//! Serialized form of a block's dedup ops.
//!
//! ```text
//! record  := varint(len << 1 | is_match) body
//! body    := <len literal bytes>            if is_match == 0
//!          | varint(distance)               if is_match == 1
//! ```
//!
//! The stream is handed to the codec stage afterwards; it is never stored raw
//! unless the codec is `storing`.
//!
//! Distances count back through the write session, not just the block.  A
//! distance larger than the output produced so far reaches into the blocks
//! written before this one; [`reach`] tells a reader how many of those bytes
//! it has to supply to [`decode_with_history`].

use crate::error::FormatError;
use crate::varint::{decode_varint, encode_varint, varint_len};

use super::DedupMatch;

/// Upper bound for the initial output allocation; a corrupt `orig_size`
/// must not trigger a huge reservation before the stream proves it.
const MAX_PREALLOC: u64 = 64 * 1024 * 1024;

/// Longest op stream a block of `orig_size` bytes can need.  A literal byte
/// costs at most two stream bytes and a match of `MIN_MATCH_FLOOR` or more
/// bytes costs at most twenty.
pub fn max_stream_len(orig_size: u64) -> u64 {
    orig_size.saturating_mul(3).saturating_add(64)
}

pub fn encoded_len(ops: &[DedupMatch<'_>]) -> usize {
    ops.iter()
        .map(|op| match op {
            DedupMatch::Literal(b) => varint_len((b.len() as u64) << 1) + b.len(),
            DedupMatch::Match { distance, len } => varint_len(len << 1 | 1) + varint_len(*distance),
        })
        .sum()
}

pub fn encode(ops: &[DedupMatch<'_>]) -> Vec<u8> {
    let mut out = Vec::with_capacity(encoded_len(ops));
    for op in ops {
        match op {
            DedupMatch::Literal(bytes) => {
                encode_varint((bytes.len() as u64) << 1, &mut out);
                out.extend_from_slice(bytes);
            }
            DedupMatch::Match { distance, len } => {
                encode_varint(len << 1 | 1, &mut out);
                encode_varint(*distance, &mut out);
            }
        }
    }
    out
}

/// One parsed record header.
enum Record<'s> {
    Literal(&'s [u8]),
    Match { distance: u64, len: u64 },
}

/// Parse the record at `*pos`, checking it against the bytes produced so far.
fn next_record<'s>(stream: &'s [u8], pos: &mut usize, produced: u64, orig_size: u64) -> Result<Record<'s>, FormatError> {
    let (tag, used) = decode_varint(&stream[*pos..])?;
    *pos += used;
    let len = tag >> 1;
    if len == 0 {
        return Err(FormatError::Corrupt(format!("zero-length record at stream offset {}", *pos - used)));
    }
    if produced + len > orig_size {
        return Err(FormatError::Corrupt(format!("record of {len} bytes overruns block size {orig_size}")));
    }
    if tag & 1 == 0 {
        let end = pos.checked_add(len as usize).filter(|&e| e <= stream.len());
        let end = end.ok_or(FormatError::Truncated("literal run"))?;
        let bytes = &stream[*pos..end];
        *pos = end;
        return Ok(Record::Literal(bytes));
    }
    let (distance, used) = decode_varint(&stream[*pos..])?;
    *pos += used;
    if distance == 0 {
        return Err(FormatError::Corrupt(format!("zero match distance at {produced}")));
    }
    Ok(Record::Match { distance, len })
}

/// Bytes before the block start that the stream refers to; 0 for a
/// self-contained block.
pub fn reach(stream: &[u8], orig_size: u64) -> Result<u64, FormatError> {
    let mut pos = 0;
    let mut produced = 0u64;
    let mut reach = 0u64;
    while pos < stream.len() {
        match next_record(stream, &mut pos, produced, orig_size)? {
            Record::Literal(bytes) => produced += bytes.len() as u64,
            Record::Match { distance, len } => {
                reach = reach.max(distance.saturating_sub(produced));
                produced += len;
            }
        }
    }
    Ok(reach)
}

/// Expand a serialized op stream of a self-contained block.  The result is
/// exactly `orig_size` bytes.
pub fn decode(stream: &[u8], orig_size: u64) -> Result<Vec<u8>, FormatError> {
    decode_with_history(stream, orig_size, &[])
}

/// Expand an op stream whose matches may reach into earlier blocks.
///
/// `history` holds the bytes right before this block, oldest segment first;
/// together they must cover at least [`reach`] bytes.
pub fn decode_with_history(stream: &[u8], orig_size: u64, history: &[&[u8]]) -> Result<Vec<u8>, FormatError> {
    let history_len: u64 = history.iter().map(|h| h.len() as u64).sum();
    let mut out: Vec<u8> = Vec::with_capacity(orig_size.min(MAX_PREALLOC) as usize);
    let mut pos = 0;

    while pos < stream.len() {
        match next_record(stream, &mut pos, out.len() as u64, orig_size)? {
            Record::Literal(bytes) => out.extend_from_slice(bytes),
            Record::Match { distance, len } => {
                let produced = out.len() as u64;
                if distance > produced + history_len {
                    return Err(FormatError::Corrupt(format!(
                        "match distance {distance} reaches past the available {} bytes (at {produced})",
                        produced + history_len
                    )));
                }
                let mut len = len as usize;
                if distance > produced {
                    // Leading part comes from earlier blocks.
                    let back = distance - produced;
                    let from_history = back.min(len as u64);
                    copy_history(history, history_len - back, from_history as usize, &mut out);
                    len -= from_history as usize;
                    if len == 0 {
                        continue;
                    }
                }
                // Source now lies in this block, `distance` bytes back.
                let start = out.len() - distance as usize;
                if distance as usize >= len {
                    out.extend_from_within(start..start + len);
                } else {
                    // Overlapping copy repeats the last `distance` bytes.
                    for k in 0..len {
                        let b = out[start + k];
                        out.push(b);
                    }
                }
            }
        }
    }

    if out.len() as u64 != orig_size {
        return Err(FormatError::Corrupt(format!(
            "op stream produced {} bytes, block declares {orig_size}",
            out.len()
        )));
    }
    Ok(out)
}

/// Append `len` bytes of the concatenated `history` starting at `from`.
fn copy_history(history: &[&[u8]], mut from: u64, mut len: usize, out: &mut Vec<u8>) {
    for seg in history {
        if len == 0 {
            break;
        }
        let seg_len = seg.len() as u64;
        if from >= seg_len {
            from -= seg_len;
            continue;
        }
        let start = from as usize;
        let n = len.min(seg.len() - start);
        out.extend_from_slice(&seg[start..start + n]);
        len -= n;
        from = 0;
    }
}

━━━━━━━━

*Problem*: Check each line of the listing above for the string "body" and return those that contain it.

*Your response*:
//! record  := varint(len << 1 | is_match) body
//! body    := <len literal bytes>            if is_match == 0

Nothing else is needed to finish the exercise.